[WHAT TO DO]
Retrieve each line that contains the word "default" from the entries below.

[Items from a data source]

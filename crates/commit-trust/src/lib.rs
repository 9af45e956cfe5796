//! Commit signature trust resolution.
//!
//! Decides whether a commit's GPG or SSH signature is trustworthy and which
//! identity it should be attributed to:
//!
//! - Tiered key resolution (issuer key id, committer keys, instance key,
//!   repository key, rotated SSH keys)
//! - Email attribution against key emails and attested account emails
//! - Request-scoped cancellation and deadlines
//! - A shared TTL cache in front of the key and identity stores
//!
//! # Quick Start
//!
//! ```no_run
//! use std::sync::Arc;
//!
//! use commit_trust::{
//!     Commit, CommitSignature, CommitVerifier, GpgBackend, MemoryTrustStore, RepositoryRef,
//!     RequestContext, Signature, SigningConfig, StaticSigningProvider,
//! };
//!
//! # async fn example(gpg: Arc<dyn GpgBackend>) {
//! let store = Arc::new(MemoryTrustStore::new());
//! let signing = Arc::new(StaticSigningProvider::new(SigningConfig::from_env()));
//! let verifier = CommitVerifier::with_store(store, signing, gpg);
//!
//! let commit = Commit {
//!     id: "3f1c2a".into(),
//!     committer: Signature::new("Jane", "jane@example.com"),
//!     signature: Some(CommitSignature::new("-----BEGIN SSH SIGNATURE-----\n...", "tree ...")),
//!     repository: RepositoryRef::new("jane/project"),
//! };
//! let verdict = verifier.verify_commit(&RequestContext::new(), &commit).await;
//! println!("{}: {}", verdict.verified, verdict.reason);
//! # }
//! ```
//!
//! # Configuration
//!
//! | Environment Variable | Description |
//! |---------------------|-------------|
//! | `COMMIT_TRUST_APP_NAME` | Signer name for unowned keys (default: `commit-trust`) |
//! | `COMMIT_TRUST_SIGNING_KEY` | Instance signing key id or SSH key path (`default`/`none` disable it) |
//! | `COMMIT_TRUST_SIGNING_NAME` | Display name of the instance signer |
//! | `COMMIT_TRUST_SIGNING_EMAIL` | Email of the instance signer |
//! | `COMMIT_TRUST_SIGNING_FORMAT` | `openpgp` (default) or `ssh` |
//! | `COMMIT_TRUST_TRUSTED_SSH_KEYS` | `;` separated rotated SSH public keys |

pub mod armor;
pub mod backend;
pub mod cache;
pub mod config;
pub mod context;
pub mod error;
pub mod memory;
pub mod openpgp;
mod resolver;
pub mod sshsig;
pub mod store;
mod trust;
pub mod types;
pub mod verdict;
pub mod verifier;

// Re-export main types
pub use backend::{GpgBackend, KeyMatch, SshVerifier};
pub use cache::{CacheConfig, LookupCache};
pub use config::{
    SigningConfig, SigningConfigProvider, SigningFormat, SigningKeySettings,
    StaticSigningProvider,
};
pub use context::RequestContext;
pub use error::{TrustError, TrustResult};
pub use memory::MemoryTrustStore;
pub use openpgp::{extract_signature, GpgSignature};
pub use sshsig::{SshSigVerifier, GIT_NAMESPACE};
pub use store::{IdentityStore, KeyStore};
pub use types::{
    Account, AccountId, Commit, CommitSignature, GpgKey, Identity, KeyEmail, RepositoryRef,
    Signature, SignatureFormat, SshKey, SSH_SIGNATURE_HEADER,
};
pub use verdict::{Verdict, VerdictReason};
pub use verifier::CommitVerifier;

[RESPONSE]
//! | `COMMIT_TRUST_APP_NAME` | Signer name for unowned keys (default: `commit-trust`) |
//! | `COMMIT_TRUST_SIGNING_KEY` | Instance signing key id or SSH key path (`default`/`none` disable it) |
//! | `COMMIT_TRUST_SIGNING_FORMAT` | `openpgp` (default) or `ssh` |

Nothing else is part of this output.